A revelação desse demônio em particular era o cabelo dela. Ela manteve todas as peças da frente escondidas sob um xale, mas Yuri a seguiu por tempo suficiente para vislumbrar aqueles fios – mechas que se moviam como se fossem agitadas por uma corrente invisível, ondulando como juncos em um riacho. Foi uma revelação sutil, mas que poderia facilmente expô-la se ela não tomasse cuidado. Não que isso importasse para um anjo. Yuriel podia sentir os demônios da mesma forma que a terra sente o peso de uma tempestade que se aproxima. O ar ficou mais pesado perto dessa mulher, e houve uma sensação de formigamento que percorreu sua pele.

Todas as marés do destino Imagem: Impressão

Havia o miasma também. A escuridão oleosa que se agarrava aos demônios como uma segunda pele, visível apenas para os anjos e seus ligados.

Levou anos para transformar os instintos de seu corpo em ferramentas de caça. Agora essa consciência era tão familiar quanto o peso da sua lâmina. Ele poderia rastrear um demônio em uma sala lotada sem nunca virar a cabeça, sentindo sua malícia como uma ondulação em águas calmas e sabendo o momento exato em que essa ondulação se tornou uma onda.

E à medida que o homem caía ainda mais na armadilha do demônio, Yuri sentiu a onda quebrar.

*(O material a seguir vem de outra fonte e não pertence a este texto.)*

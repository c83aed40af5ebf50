//! Symbol provider boundary
//!
//! The environment never touches the file system. Whenever it meets a name
//! it does not know yet it asks a [`SymbolProvider`], which answers with a
//! compiled descriptor, a parsed unit or loose source declarations.

use crate::binding::Modifiers;
use crate::decl::{CompilationUnitDecl, TypeDecl};
use crate::names::CompoundName;
use rustc_hash::{FxHashMap, FxHashSet};
use std::cell::RefCell;
use std::rc::Rc;

/// Answer of a symbol provider
#[derive(Debug, Clone)]
pub enum ProvidedType {
    /// Compiled class description
    Binary(BinaryTypeDescriptor),
    /// Parsed compilation unit
    SourceUnit(CompilationUnitDecl),
    /// Declarations without a unit (e.g. from an index)
    SourceDeclarations {
        /// Package of the declarations
        package: CompoundName,
        /// The declarations
        types: Vec<TypeDecl>,
    },
}

/// Callback into the host for unknown names
pub trait SymbolProvider {
    /// Find the type with the given fully qualified name
    fn find_type(&mut self, name: &CompoundName) -> Option<ProvidedType>;

    /// True when the name denotes an existing package
    fn is_package(&mut self, name: &CompoundName) -> bool;
}

/// Field of a class file
#[derive(Debug, Clone, PartialEq, Eq)]
pub struct BinaryField {
    /// Field name
    pub name: String,
    /// Access flags
    pub modifiers: Modifiers,
    /// JVM field descriptor
    pub descriptor: String,
    /// Generic signature, if any
    pub generic_signature: Option<String>,
}

/// Method of a class file
#[derive(Debug, Clone, PartialEq, Eq)]
pub struct BinaryMethod {
    /// Name (`<init>` for constructors)
    pub selector: String,
    /// Access flags
    pub modifiers: Modifiers,
    /// JVM method descriptor
    pub descriptor: String,
    /// Generic signature, if any
    pub generic_signature: Option<String>,
    /// Internal names of declared exceptions
    pub exceptions: Vec<String>,
}

/// Compiled class description, using internal names (`java/util/List`)
#[derive(Debug, Clone, PartialEq, Eq)]
pub struct BinaryTypeDescriptor {
    /// Internal name (`java/util/Map$Entry` for member types)
    pub name: String,
    /// Access flags
    pub modifiers: Modifiers,
    /// Generic class signature, if any
    pub generic_signature: Option<String>,
    /// Internal name of the superclass (`None` only for the root type)
    pub superclass_name: Option<String>,
    /// Internal names of the superinterfaces
    pub interface_names: Vec<String>,
    /// Internal name of the enclosing type of a member type
    pub enclosing_type_name: Option<String>,
    /// Internal names of member types
    pub member_type_names: Vec<String>,
    /// Fields
    pub fields: Vec<BinaryField>,
    /// Methods and constructors
    pub methods: Vec<BinaryMethod>,
}

impl BinaryTypeDescriptor {
    fn new(name: &str, modifiers: Modifiers) -> Self {
        BinaryTypeDescriptor {
            name: name.to_string(),
            modifiers,
            generic_signature: None,
            superclass_name: Some("java/lang/Object".to_string()),
            interface_names: Vec::new(),
            enclosing_type_name: None,
            member_type_names: Vec::new(),
            fields: Vec::new(),
            methods: Vec::new(),
        }
    }

    /// Public class extending `java/lang/Object`
    pub fn class(name: &str) -> Self {
        BinaryTypeDescriptor::new(name, Modifiers::PUBLIC)
    }

    /// Public interface
    pub fn interface(name: &str) -> Self {
        BinaryTypeDescriptor::new(name, Modifiers::PUBLIC | Modifiers::INTERFACE | Modifiers::ABSTRACT)
    }

    /// Replace the access flags
    pub fn with_modifiers(mut self, modifiers: Modifiers) -> Self {
        self.modifiers = modifiers;
        self
    }

    /// Set (or clear) the superclass
    pub fn with_superclass(mut self, name: Option<&str>) -> Self {
        self.superclass_name = name.map(str::to_string);
        self
    }

    /// Add a superinterface
    pub fn with_interface(mut self, name: &str) -> Self {
        self.interface_names.push(name.to_string());
        self
    }

    /// Set the generic class signature
    pub fn with_signature(mut self, signature: &str) -> Self {
        self.generic_signature = Some(signature.to_string());
        self
    }

    /// Mark as a member type of `enclosing`
    pub fn with_enclosing(mut self, enclosing: &str) -> Self {
        self.enclosing_type_name = Some(enclosing.to_string());
        self
    }

    /// Add a member type name
    pub fn with_member_type(mut self, name: &str) -> Self {
        self.member_type_names.push(name.to_string());
        self
    }

    /// Add a field
    pub fn with_field(mut self, name: &str, modifiers: Modifiers, descriptor: &str) -> Self {
        self.fields.push(BinaryField {
            name: name.to_string(),
            modifiers,
            descriptor: descriptor.to_string(),
            generic_signature: None,
        });
        self
    }

    /// Add a field with a generic signature
    pub fn with_generic_field(mut self, name: &str, modifiers: Modifiers, descriptor: &str, signature: &str) -> Self {
        self.fields.push(BinaryField {
            name: name.to_string(),
            modifiers,
            descriptor: descriptor.to_string(),
            generic_signature: Some(signature.to_string()),
        });
        self
    }

    /// Add a method
    pub fn with_method(mut self, selector: &str, modifiers: Modifiers, descriptor: &str) -> Self {
        self.methods.push(BinaryMethod {
            selector: selector.to_string(),
            modifiers,
            descriptor: descriptor.to_string(),
            generic_signature: None,
            exceptions: Vec::new(),
        });
        self
    }

    /// Add a method with a generic signature
    pub fn with_generic_method(mut self, selector: &str, modifiers: Modifiers, descriptor: &str, signature: &str) -> Self {
        self.methods.push(BinaryMethod {
            selector: selector.to_string(),
            modifiers,
            descriptor: descriptor.to_string(),
            generic_signature: Some(signature.to_string()),
            exceptions: Vec::new(),
        });
        self
    }

    /// Compound form of the internal name
    pub fn compound_name(&self) -> CompoundName {
        CompoundName::from_internal(&self.name)
    }
}

/// Provider backed by in-memory tables
///
/// Cloning shares the request log, so a test can keep a clone and check
/// which names the environment asked for.
#[derive(Debug, Default, Clone)]
pub struct InMemoryProvider {
    binaries: FxHashMap<String, BinaryTypeDescriptor>,
    sources: FxHashMap<String, CompilationUnitDecl>,
    packages: FxHashSet<String>,
    requests: Rc<RefCell<Vec<String>>>,
}

impl InMemoryProvider {
    /// Empty provider
    pub fn new() -> Self {
        Self::default()
    }

    /// Register a compiled type (and its packages)
    pub fn add_binary(&mut self, descriptor: BinaryTypeDescriptor) -> &mut Self {
        self.register_packages(&descriptor.compound_name().parent());
        self.binaries.insert(descriptor.compound_name().dotted(), descriptor);
        self
    }

    /// Register a unit that is handed out when any of its top-level types is requested
    pub fn add_source_unit(&mut self, unit: CompilationUnitDecl) -> &mut Self {
        self.register_packages(&unit.package);
        for decl in &unit.types {
            self.sources.insert(unit.package.child(&decl.name).dotted(), unit.clone());
        }
        self
    }

    /// Register an empty package
    pub fn add_package(&mut self, name: &str) -> &mut Self {
        self.register_packages(&CompoundName::from_dotted(name));
        self
    }

    /// Names requested through `find_type` so far (dotted)
    pub fn requests(&self) -> Vec<String> {
        self.requests.borrow().clone()
    }

    /// Number of times `name` was requested
    pub fn request_count(&self, name: &str) -> usize {
        self.requests.borrow().iter().filter(|requested| *requested == name).count()
    }

    fn register_packages(&mut self, package: &CompoundName) {
        let mut current = package.clone();
        while !current.is_empty() {
            self.packages.insert(current.dotted());
            current = current.parent();
        }
    }
}

impl SymbolProvider for InMemoryProvider {
    fn find_type(&mut self, name: &CompoundName) -> Option<ProvidedType> {
        let dotted = name.dotted();
        self.requests.borrow_mut().push(dotted.clone());
        if let Some(descriptor) = self.binaries.get(&dotted) {
            return Some(ProvidedType::Binary(descriptor.clone()));
        }
        // Each unit is handed out once; its other types are then known to the environment
        let unit = self.sources.remove(&dotted)?;
        self.sources.retain(|_, other| other.file_name != unit.file_name);
        Some(ProvidedType::SourceUnit(unit))
    }

    fn is_package(&mut self, name: &CompoundName) -> bool {
        self.packages.contains(&name.dotted())
    }
}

Ele se mexeu sob as pesadas dobras de sua capa, a aljava oculta pressionando fria e insistentemente contra suas costas. Idealmente, ele a teria confrontado nas sombras, longe do esplendor do banquete e longe dos olhos humanos. Mas o demônio estava ficando mais ousado e havia pouco tempo.

No canto, meio engolido pelas sombras e cercado por nobres distraídos demais pelo vinho e pela alegria, a mão do demônio roçou a parte interna do pulso do homem. Uma única unha, afiada e brilhante, traçou uma linha até que o sangue jorrou, brilhante como rubis contra sua pele morena. O homem tentou puxar a mão para trás, mas o demônio a segurou com força.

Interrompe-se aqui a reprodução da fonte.